There are currently believed to be fewer than 5-10 grizzly bears in the U.S. portion of the ecosystem. The 2012 estimate for the Canadian portion was six. Although the U.S. Fish and Wildlife Service has determined that the grizzly bears in the U.S. portion are warranted for listing as Endangered under the Endangered Species Act, that change in status remains precluded by other priorities and they are listed as threatened. Because of their small numbers, however, they are widely believed to be the most at-risk grizzly bear population in the U.S. today.

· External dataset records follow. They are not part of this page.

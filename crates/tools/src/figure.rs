//! One-page per-subject figure: a grid of line panels.

use std::path::Path;

/// A4 portrait at 96 dpi
pub const A4_PORTRAIT: (u32, u32) = (794, 1123);

/// Panels per row
const GRID_COLUMNS: usize = 2;

#[derive(Debug, Clone, PartialEq)]
pub struct Series {
    pub label: String,
    /// One value per volume; the x axis is the volume index
    pub values: Vec<f64>,
}

impl Series {
    pub fn new(label: impl Into<String>, values: Vec<f64>) -> Self {
        Self { label: label.into(), values }
    }
}

#[derive(Debug, Clone, PartialEq)]
pub struct Panel {
    pub title: String,
    pub x_label: String,
    pub y_label: String,
    pub series: Vec<Series>,
}

impl Panel {
    pub fn new(title: impl Into<String>, x_label: &str, y_label: &str) -> Self {
        Self {
            title: title.into(),
            x_label: x_label.to_string(),
            y_label: y_label.to_string(),
            series: Vec::new(),
        }
    }

    pub fn with_series(mut self, label: impl Into<String>, values: Vec<f64>) -> Self {
        self.series.push(Series::new(label, values));
        self
    }

    /// Three series labelled x, y and z
    pub fn with_xyz(self, x: Vec<f64>, y: Vec<f64>, z: Vec<f64>) -> Self {
        self.with_series("x", x).with_series("y", y).with_series("z", z)
    }

    /// (min, max) over all finite values, or `None` when there are none
    pub fn value_range(&self) -> Option<(f64, f64)> {
        self.series
            .iter()
            .flat_map(|s| s.values.iter().copied())
            .filter(|v| v.is_finite())
            .fold(None, |acc, v| match acc {
                None => Some((v, v)),
                Some((lo, hi)) => Some((lo.min(v), hi.max(v))),
            })
    }

    /// Longest series length
    pub fn len(&self) -> usize {
        self.series.iter().map(|s| s.values.len()).max().unwrap_or(0)
    }

    pub fn is_empty(&self) -> bool {
        self.len() == 0
    }
}

#[derive(Debug, Clone, PartialEq)]
pub struct Figure {
    pub title: String,
    pub panels: Vec<Panel>,
}

impl Figure {
    /// `"<kind> QC for Subject <subject> <ddmmyy>"`
    pub fn for_subject(kind: &str, subject: &str) -> Self {
        Self { title: format!("{kind} QC for Subject {subject} {}", today_stamp()), panels: Vec::new() }
    }

    pub fn push(&mut self, panel: Panel) {
        self.panels.push(panel);
    }

    pub fn panel(&self, title: &str) -> Option<&Panel> {
        self.panels.iter().find(|p| p.title == title)
    }
}

/// Local date as `ddmmyy`
pub fn today_stamp() -> String {
    chrono::Local::now().format("%d%m%y").to_string()
}

/// y axis bounds with a 5% margin; flat or empty data gets a unit-wide range
fn padded_range(range: Option<(f64, f64)>) -> (f64, f64) {
    match range {
        None => (0.0, 1.0),
        Some((lo, hi)) if hi - lo <= f64::EPSILON * hi.abs().max(1.0) => (lo - 0.5, hi + 0.5),
        Some((lo, hi)) => {
            let pad = (hi - lo) * 0.05;
            (lo - pad, hi + pad)
        }
    }
}

#[cfg(feature = "plots")]
pub fn render_figure(figure: &Figure, path: &Path) -> Result<(), Box<dyn std::error::Error>> {
    use plotters::prelude::*;

    let root = SVGBackend::new(path, A4_PORTRAIT).into_drawing_area();
    root.fill(&WHITE)?;
    let root = root.titled(&figure.title, ("sans-serif", 20))?;

    let rows = figure.panels.len().div_ceil(GRID_COLUMNS).max(1);
    let areas = root.split_evenly((rows, GRID_COLUMNS));
    for (panel, area) in figure.panels.iter().zip(areas.iter()) {
        draw_panel(panel, area)?;
    }
    root.present()?;
    Ok(())
}

#[cfg(feature = "plots")]
const PALETTE: [plotters::style::RGBColor; 4] = [
    plotters::style::RGBColor(214, 39, 40),
    plotters::style::RGBColor(44, 160, 44),
    plotters::style::RGBColor(31, 119, 180),
    plotters::style::RGBColor(255, 127, 14),
];

#[cfg(feature = "plots")]
fn draw_panel(
    panel: &Panel,
    area: &plotters::drawing::DrawingArea<plotters::prelude::SVGBackend<'_>, plotters::coord::Shift>,
) -> Result<(), Box<dyn std::error::Error>> {
    use plotters::prelude::*;

    let x_max = panel.len().saturating_sub(1).max(1) as f64;
    let (y_lo, y_hi) = padded_range(panel.value_range());
    let mut chart = ChartBuilder::on(area)
        .margin(12)
        .caption(&panel.title, ("sans-serif", 13))
        .x_label_area_size(30)
        .y_label_area_size(50)
        .build_cartesian_2d(0f64..x_max, y_lo..y_hi)?;
    chart
        .configure_mesh()
        .x_desc(panel.x_label.as_str())
        .y_desc(panel.y_label.as_str())
        .label_style(("sans-serif", 10))
        .draw()?;

    for (i, series) in panel.series.iter().enumerate() {
        let color = PALETTE[i % PALETTE.len()];
        let points: Vec<(f64, f64)> = series
            .values
            .iter()
            .enumerate()
            .filter(|(_, v)| v.is_finite())
            .map(|(x, v)| (x as f64, *v))
            .collect();
        chart
            .draw_series(LineSeries::new(points, color.stroke_width(2)))?
            .label(series.label.as_str())
            .legend(move |(x, y)| PathElement::new(vec![(x, y), (x + 20, y)], color.filled()));
    }
    if !panel.series.is_empty() {
        chart
            .configure_series_labels()
            .background_style(WHITE.mix(0.8))
            .border_style(BLACK)
            .label_font(("sans-serif", 10))
            .draw()?;
    }
    Ok(())
}

#[cfg(not(feature = "plots"))]
pub fn render_figure(_figure: &Figure, _path: &Path) -> Result<(), Box<dyn std::error::Error>> {
    Err("plots feature is not enabled".into())
}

The North Cascades Grizzly Bear Recovery Chapter, completed in 1997, provides a shopping list of recovery activities for the many Federal and State agencies involved in grizzly bear recovery in the North Cascades. The North Cascades Grizzly Bear Subcommittee of the Interagency Grizzly Bear committee meets twice yearly to coordinate grizzly bear recovery efforts. Substantial work has been done to identify and map bear management zones, habitat types, and potential bear/human conflict areas and to provide bear-resistant food containers and other sanitation devices within the recovery area. The Subcommittee is noted for the diligence and innovation of their public outreach and education efforts and for their close coordination with counterparts working to recovery grizzly bears in the Canadian portion of the ecosystem. You can find more information about this ecosystem on the US Fish and Wildlife Service’s North Cascades Grizzly Bear Recovery pages. On this page you will find links to the Federal Register announcement of the “Initiation of 5-Year Reviews of Seven Wildlife Species and Two Plant Species in the Mountain-Prairie Region,” and the “Species Assessment and Listing Priority Assignment Form.”
An Environmental Impact Statement is underway to evaluate alternatives for how to restore a viable grizzly bear population in the North Cascades Recovery Area. More information is available on the National Park Service website. It is anticipated the EIS will be completed in early 2018.